When founded in 1987, most of the company's products were destined for application in the restoration of historic properties, primarily on the East Coast of the United States. Today, the company's products are sold for both commercial and residential application. Architectural Digest and Traditional Home magazines frequently feature Fine Paints of Europe products and colors. The company also exclusively sold oil based paint until the late 1990s, when they introduced the Eurolux water-based acrylic latex line and the Eco hybrid enamel line. Founder John Lahey's inspiration for starting Fine Paints of Europe can be traced back his travels to Europe (and the Netherlands in particular) in the mid 1980s where he found paint coatings of a standard and quality unavailable in North America. Their products can be purchased a participating paint dealers or directly from the company.
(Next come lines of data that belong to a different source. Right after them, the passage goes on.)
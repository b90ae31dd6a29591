//! Terminal presenter: confirmation dialogs, error alerts and sheets
//!
//! Dialogs queue up and the front one is drawn over the frame and receives
//! keys. The application calls [`TerminalPresenter::handle_key`] before its
//! own key handling and [`TerminalPresenter::render`] last in each frame.

use std::collections::VecDeque;
use std::sync::{Mutex, MutexGuard};

use crossterm::event::{KeyCode, KeyEvent};
use floss_actions_core::{ActionError, ConfirmationRequest, Presenter, SourceHint, Surface};
use ratatui::{
    layout::{Constraint, Layout, Rect},
    style::{Color, Modifier, Style},
    text::{Line, Span},
    widgets::{Block, Borders, Clear, Paragraph, Wrap},
    Frame,
};

use crate::modal::{anchored_rect, centered_rect, render_modal, ModalStyle};

const DIALOG_WIDTH: u16 = 44;

enum Dialog {
    Confirm(ConfirmationRequest),
    Alert { message: String },
    Sheet {
        surface: Surface,
        source: Option<SourceHint>,
    },
}

impl Dialog {
    fn source(&self) -> Option<&SourceHint> {
        match self {
            Dialog::Confirm(request) => request.source(),
            Dialog::Alert { .. } => None,
            Dialog::Sheet { source, .. } => source.as_ref(),
        }
    }
}

/// What a key press did to the dialog stack.
#[derive(Debug, Clone, Copy, PartialEq, Eq)]
pub enum DialogKey {
    /// No dialog is open; handle the key normally.
    Ignored,
    /// A dialog swallowed the key.
    Consumed,
    /// A confirmation was answered.
    Answered { confirmed: bool },
    /// An alert or sheet was closed.
    Closed,
}

/// [`Presenter`] that draws modal dialogs with ratatui.
pub struct TerminalPresenter {
    dialogs: Mutex<VecDeque<Dialog>>,
    style: ModalStyle,
}

impl Default for TerminalPresenter {
    fn default() -> Self {
        Self::new()
    }
}

impl TerminalPresenter {
    pub fn new() -> Self {
        Self::with_style(ModalStyle::with_bg(Color::Rgb(28, 28, 36)))
    }

    pub fn with_style(style: ModalStyle) -> Self {
        Self {
            dialogs: Mutex::new(VecDeque::new()),
            style,
        }
    }

    fn dialogs(&self) -> MutexGuard<'_, VecDeque<Dialog>> {
        self.dialogs
            .lock()
            .unwrap_or_else(|poisoned| poisoned.into_inner())
    }

    /// Whether a dialog is showing.
    pub fn is_active(&self) -> bool {
        !self.dialogs().is_empty()
    }

    /// Number of queued dialogs, including the visible one.
    pub fn pending(&self) -> usize {
        self.dialogs().len()
    }

    /// Read the visible sheet's surface, if the front dialog is a sheet.
    pub fn with_surface<R>(&self, f: impl FnOnce(&Surface) -> R) -> Option<R> {
        match self.dialogs().front() {
            Some(Dialog::Sheet { surface, .. }) => Some(f(surface)),
            _ => None,
        }
    }

    /// Route a key to the front dialog.
    ///
    /// Confirmations take y/Enter or n/Esc, alerts close on Enter/Esc and
    /// sheets close on Esc. Any other key is swallowed while a dialog is open.
    pub fn handle_key(&self, key: &KeyEvent) -> DialogKey {
        let mut dialogs = self.dialogs();
        let Some(front) = dialogs.front() else {
            return DialogKey::Ignored;
        };

        let closes = match front {
            Dialog::Confirm(_) => matches!(
                key.code,
                KeyCode::Char('y') | KeyCode::Char('Y') | KeyCode::Enter
                    | KeyCode::Char('n') | KeyCode::Char('N') | KeyCode::Esc
            ),
            Dialog::Alert { .. } => matches!(key.code, KeyCode::Enter | KeyCode::Esc),
            Dialog::Sheet { .. } => key.code == KeyCode::Esc,
        };
        if !closes {
            return DialogKey::Consumed;
        }

        let Some(dialog) = dialogs.pop_front() else {
            return DialogKey::Consumed;
        };
        // The answer may queue new dialogs, so release the lock first.
        drop(dialogs);

        match dialog {
            Dialog::Confirm(request) => {
                let confirmed =
                    matches!(key.code, KeyCode::Char('y') | KeyCode::Char('Y') | KeyCode::Enter);
                tracing::debug!(
                    action = request.action_name(),
                    confirmed,
                    "confirmation answered"
                );
                request.respond(confirmed);
                DialogKey::Answered { confirmed }
            }
            Dialog::Alert { .. } | Dialog::Sheet { .. } => DialogKey::Closed,
        }
    }

    /// Draw the front dialog over the current frame.
    pub fn render(&self, frame: &mut Frame) {
        let dialogs = self.dialogs();
        let Some(dialog) = dialogs.front() else {
            return;
        };

        let (title, title_style, body, footer) = match dialog {
            Dialog::Confirm(request) => {
                let confirmation = request.confirmation();
                (
                    confirmation.title().to_string(),
                    Style::default().fg(Color::Red).add_modifier(Modifier::BOLD),
                    vec![Line::raw(confirmation.message().to_string())],
                    Line::from(vec![
                        Span::styled(
                            format!("[y] {}", confirmation.confirm_label()),
                            Style::default().fg(Color::Red).add_modifier(Modifier::BOLD),
                        ),
                        Span::raw("   "),
                        Span::raw("[n] Cancel"),
                    ]),
                )
            }
            Dialog::Alert { message } => (
                "Error".to_string(),
                Style::default().fg(Color::Yellow).add_modifier(Modifier::BOLD),
                vec![Line::raw(message.clone())],
                Line::raw("[enter] OK"),
            ),
            Dialog::Sheet { surface, .. } => (
                surface.title().to_string(),
                Style::default().add_modifier(Modifier::BOLD),
                sheet_lines(surface),
                Line::styled("[esc] Close", Style::default().fg(Color::DarkGray)),
            ),
        };

        let height = (body.len() as u16).saturating_add(5);
        let bounds = frame.area();
        let area = match dialog.source().and_then(|source| source.area) {
            Some(anchor) => anchored_rect(
                DIALOG_WIDTH,
                height,
                Rect::new(anchor.x, anchor.y, anchor.width, anchor.height),
                bounds,
            ),
            None => centered_rect(DIALOG_WIDTH, height, bounds),
        };

        render_modal(frame, area, &self.style);
        frame.render_widget(Clear, area);

        let block = Block::default()
            .borders(Borders::ALL)
            .title(Span::styled(format!(" {} ", title), title_style));
        let inner = block.inner(area);
        frame.render_widget(block, area);

        let [body_area, footer_area] =
            Layout::vertical([Constraint::Min(1), Constraint::Length(1)]).areas(inner);
        frame.render_widget(Paragraph::new(body).wrap(Wrap { trim: true }), body_area);
        frame.render_widget(Paragraph::new(footer), footer_area);
    }
}

/// Text payloads are drawn as-is; anything else shows only its title.
fn sheet_lines(surface: &Surface) -> Vec<Line<'static>> {
    if let Some(text) = surface.downcast_ref::<String>() {
        return text.lines().map(|l| Line::raw(l.to_string())).collect();
    }
    if let Some(items) = surface.downcast_ref::<Vec<String>>() {
        return items.iter().map(|l| Line::raw(format!("  {}", l))).collect();
    }
    vec![Line::raw("")]
}

impl Presenter for TerminalPresenter {
    fn confirm(&self, request: ConfirmationRequest) {
        self.dialogs().push_back(Dialog::Confirm(request));
    }

    fn present(&self, surface: Surface, source: Option<&SourceHint>) {
        self.dialogs().push_back(Dialog::Sheet {
            surface,
            source: source.cloned(),
        });
    }

    fn dismiss(&self) {
        let mut dialogs = self.dialogs();
        if let Some(index) = dialogs
            .iter()
            .rposition(|dialog| matches!(dialog, Dialog::Sheet { .. }))
        {
            dialogs.remove(index);
        }
    }

    fn present_error(&self, error: &ActionError) {
        self.dialogs().push_back(Dialog::Alert {
            message: error.to_string(),
        });
    }
}

impl std::fmt::Debug for TerminalPresenter {
    fn fmt(&self, f: &mut std::fmt::Formatter<'_>) -> std::fmt::Result {
        f.debug_struct("TerminalPresenter")
            .field("pending", &self.pending())
            .finish_non_exhaustive()
    }
}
In 2013 John F. Lahey followed his father, the founder, as president of the company.

==Development==
In recent years the company has developed and retailed premium paint palettes by the American designers Susan Sargent and Martha Stewart, and by Pantone. As sole licensee of Pantone Paints, the company offers a range of International color palettes including the Natural Color System, a 1,750 color palette developed by the Scandinavian Color Institute, and RAL, a color space system developed in 1927 by the Reichsausschuß für Lieferbedingungen und Gütesicherung (State Commission for Delivery Terms and Quality Assurance). The RAL color system has over 1,900 colors.

Since 2008 Fine Paints of Europe has conducted an Annual Painters Certification held near their Corporates offices in Woodstock, Vermont. The company maintains a list of certified painters on their website Certified Painters Fine Paints of Europe.